(Credits: Far Out / Mark Spowart / Alamy)
Sat 16 August 2025 19:00, UK
In a collection of songs as deeply rich as Tom Petty had in his catalogue, there are, of course, bound to be some favourites.
Despite the suggestion that musicians don’t have favourites of their own songs being as worn out as those perspective tracks are on their turntables, the truth is that artists must certainly prefer certain tunes for a variety of different reasons, and therein lies the intrigue.
More often than not, a band or artist’s favourite track won’t be the mega hit. They may appreciate that for what it did for them, or they might enjoy how much the audience likes it, but, by and large, their actual favourite tunes will be a little off the beaten track. The joy they hold for their creators could be conjured out of a whole multitude of different reasons. For Tom Petty, one of his most beloved tracks came from challenging himself to be weird.
Petty has long been considered a classic rock mainstay. But while he has millions of admirers, one or two detractors might suggest that he rarely took many steps outside of his comfort zone. Middle of the road isn’t always the safest place to be, but for Pett,y it represented a way for him to appeal to a widespread audience of rock lovers.
It meant that when he did push himself into new areas creatively, he created a love for the songs that made him go there, including ‘Don’t Come Around Here No More’, a track with a little more strange intention than the majority of his songs. Originally written for Stevie Nicks, after Eurhythmics’ Dave Stewart had spent the night with her following her break-up with Joe Walsh. Stewart said, “I really liked Stevie, and she seemed vulnerable and fragile when I was leaving that morning. I was thinking about that and the situation she was in, and I started singing, ‘Don’t come around her no more.’”
Petty penned the track alongside Stewart, including some of his most avant-garde instrumentation. As Petty said of the track: “I was always very partial to that one. Odd song. That was an idea that Dave Stewart had, this tom-tom thing going. I think it was my idea to take it double-time when it got out a little ways. We really went nuts.”

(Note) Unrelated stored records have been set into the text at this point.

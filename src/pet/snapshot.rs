//! Flat save/restore form of a pet
//!
//! `Pet` itself holds an `Arc<Module>` and a ruleset strategy reference,
//! so it never derives serde; the snapshot is the flat counters-only
//! form written to save files. Restoring re-resolves the species from
//! the module and re-seeds the RNG from the stored seed.

use std::sync::Arc;

use ahash::AHashSet;
use rand::SeedableRng;
use rand_chacha::ChaCha8Rng;
use serde::{Deserialize, Serialize};

use crate::core::config::SimConfig;
use crate::core::error::{PetError, Result};
use crate::core::types::{PetState, Tick};
use crate::modules::Module;
use crate::pet::gcell::GcellMeter;
use crate::pet::pet::Pet;
use crate::rulesets;

/// Serializable form of one pet
#[derive(Debug, Clone, Serialize, Deserialize)]
pub struct PetSnapshot {
    pub module: String,
    pub species: String,
    pub species_version: u8,

    pub state: PetState,
    pub age_ticks: Tick,
    pub age_days: u32,
    pub species_ticks: Tick,

    pub hunger: u32,
    pub strength: u32,
    pub sick_doses: u32,
    pub weight: u32,
    pub dp: u32,
    pub overfeed_timer: u32,
    pub overfeed_count: u32,

    pub level: u32,
    pub experience: u32,
    pub effort: u32,
    pub battles: u32,
    pub wins: u32,
    pub pvp_wins: u32,
    pub trophies: u32,
    pub vital_values: u32,
    pub quests_completed: u32,
    pub enemy_kills: [u32; 10],
    pub area: u32,

    pub hunger_timer: u32,
    pub strength_timer: u32,
    pub sick_timer: u32,
    pub sleep_timer: u32,
    pub starvation_count: u32,
    pub mistakes: u32,
    pub condition_hearts: u32,

    pub save_presses_left: u32,
    pub save_shakes_left: u32,
    pub dying: bool,
    pub immunity_minutes: u32,
    pub injuries: u32,

    pub sleep_disturbances: u32,
    pub disturbance_penalty: u32,

    pub gcells: GcellMeter,
    pub bonus_stats: [i32; 3],
    pub protein_overdose: u32,
    pub shake_count: u32,
    pub shaken_egg: bool,
    pub special_encounter: bool,
    pub fragments: Vec<String>,
    pub gcell_hatch: bool,
    pub poops: u32,

    pub seed: u64,
}

impl Pet {
    /// The flat save-file form of this pet
    pub fn snapshot(&self) -> PetSnapshot {
        let mut fragments: Vec<String> = self.fragments.iter().cloned().collect();
        fragments.sort();
        PetSnapshot {
            module: self.module.config.name.clone(),
            species: self.species.name.clone(),
            species_version: self.species.version,
            state: self.state,
            age_ticks: self.age_ticks,
            age_days: self.age_days,
            species_ticks: self.species_ticks,
            hunger: self.hunger,
            strength: self.strength,
            sick_doses: self.sick_doses,
            weight: self.weight,
            dp: self.dp,
            overfeed_timer: self.overfeed_timer,
            overfeed_count: self.overfeed_count,
            level: self.level,
            experience: self.experience,
            effort: self.effort,
            battles: self.battles,
            wins: self.wins,
            pvp_wins: self.pvp_wins,
            trophies: self.trophies,
            vital_values: self.vital_values,
            quests_completed: self.quests_completed,
            enemy_kills: self.enemy_kills,
            area: self.area,
            hunger_timer: self.hunger_timer,
            strength_timer: self.strength_timer,
            sick_timer: self.sick_timer,
            sleep_timer: self.sleep_timer,
            starvation_count: self.starvation_count,
            mistakes: self.mistakes,
            condition_hearts: self.condition_hearts,
            save_presses_left: self.save_presses_left,
            save_shakes_left: self.save_shakes_left,
            dying: self.dying,
            immunity_minutes: self.immunity_minutes,
            injuries: self.injuries,
            sleep_disturbances: self.sleep_disturbances,
            disturbance_penalty: self.disturbance_penalty,
            gcells: self.gcells,
            bonus_stats: self.bonus_stats,
            protein_overdose: self.protein_overdose,
            shake_count: self.shake_count,
            shaken_egg: self.shaken_egg,
            special_encounter: self.special_encounter,
            fragments,
            gcell_hatch: self.gcell_hatch,
            poops: self.poops,
            seed: self.seed,
        }
    }

    /// Rebuild a pet from a snapshot against its (already loaded) module
    ///
    /// The animation cursor, wander state and in-flight nap bookkeeping
    /// are presentation details and restart from zero.
    pub fn from_snapshot(
        snapshot: &PetSnapshot,
        module: Arc<Module>,
        sim: SimConfig,
    ) -> Result<Pet> {
        if module.config.name != snapshot.module {
            return Err(PetError::ModuleNotLoaded(snapshot.module.clone()));
        }
        let species = module
            .species(&snapshot.species, snapshot.species_version)
            .cloned()
            .ok_or_else(|| PetError::UnknownSpecies {
                module: snapshot.module.clone(),
                name: snapshot.species.clone(),
                version: snapshot.species_version,
            })?;
        let ruleset = module.config.ruleset;
        let uses_hearts = module.config.use_condition_hearts;
        Ok(Pet {
            strategies: rulesets::strategies(ruleset),
            ruleset,
            sim,
            state: snapshot.state,
            state_ticks: 0,
            anim_frame: 0,
            anim_ticks: 0,
            pos_x: 0.0,
            wander_dir: 0,
            wander_left: 0,
            age_ticks: snapshot.age_ticks,
            age_days: snapshot.age_days,
            species_ticks: snapshot.species_ticks,
            hunger: snapshot.hunger,
            strength: snapshot.strength,
            sick_doses: snapshot.sick_doses,
            weight: snapshot.weight,
            dp: snapshot.dp,
            overfeed_timer: snapshot.overfeed_timer,
            overfeed_count: snapshot.overfeed_count,
            level: snapshot.level,
            experience: snapshot.experience,
            effort: snapshot.effort,
            battles: snapshot.battles,
            wins: snapshot.wins,
            pvp_wins: snapshot.pvp_wins,
            trophies: snapshot.trophies,
            vital_values: snapshot.vital_values,
            quests_completed: snapshot.quests_completed,
            enemy_kills: snapshot.enemy_kills,
            area: snapshot.area,
            hunger_timer: snapshot.hunger_timer,
            strength_timer: snapshot.strength_timer,
            sick_timer: snapshot.sick_timer,
            sleep_timer: snapshot.sleep_timer,
            starvation_count: snapshot.starvation_count,
            mistakes: snapshot.mistakes,
            condition_hearts: snapshot.condition_hearts,
            uses_hearts,
            save_presses_left: snapshot.save_presses_left,
            save_shakes_left: snapshot.save_shakes_left,
            dying: snapshot.dying,
            immunity_minutes: snapshot.immunity_minutes,
            injuries: snapshot.injuries,
            sleep_ticks: 0,
            sleep_disturbances: snapshot.sleep_disturbances,
            disturbance_penalty: snapshot.disturbance_penalty,
            back_to_sleep_in: None,
            gcells: snapshot.gcells,
            bonus_stats: snapshot.bonus_stats,
            protein_overdose: snapshot.protein_overdose,
            shake_count: snapshot.shake_count,
            shaken_egg: snapshot.shaken_egg,
            special_encounter: snapshot.special_encounter,
            fragments: snapshot.fragments.iter().cloned().collect::<AHashSet<_>>(),
            gcell_hatch: snapshot.gcell_hatch,
            poops: snapshot.poops,
            trained_this_cycle: false,
            battled_this_cycle: false,
            seed: snapshot.seed,
            rng: ChaCha8Rng::seed_from_u64(snapshot.seed),
            species,
            module,
        })
    }
}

It wasn’t a simple track to put together, as Petty remembered: “We worked on that record for a long time. We wrote it very quickly. We were doing stuff like grabbing the tape and pulling it off the reel. There’s one part, if you listen, where the piano does this rrrvvvvv thing. And we did that by literally grabbing the tape and yanking it off the reel.”
The song would start a lifelong friendship between the men: “Tom and I had a really great bond and a lot of fun, and through that, a lot of things happened,” Stewart said in a Songfacts interview. “It would be George playing a Beatles song on acoustic guitar in the garden to Tom. They’d be singing harmonies, and then Jeff Lynne joins in, then the next thing I know, I’m looking out the window and there’s Bob, Tom, Jeff Lynne, George, and Roy Orbison all under this tree with Gretsch guitars.”
There are a lot of reasons to love a song. For Petty and ‘Don’t Come Around Here No More’ those reasons were twofold. Not only did the track represent a moment he could truly let himself go in the face of huge success, but it also begun a cherishable friendship.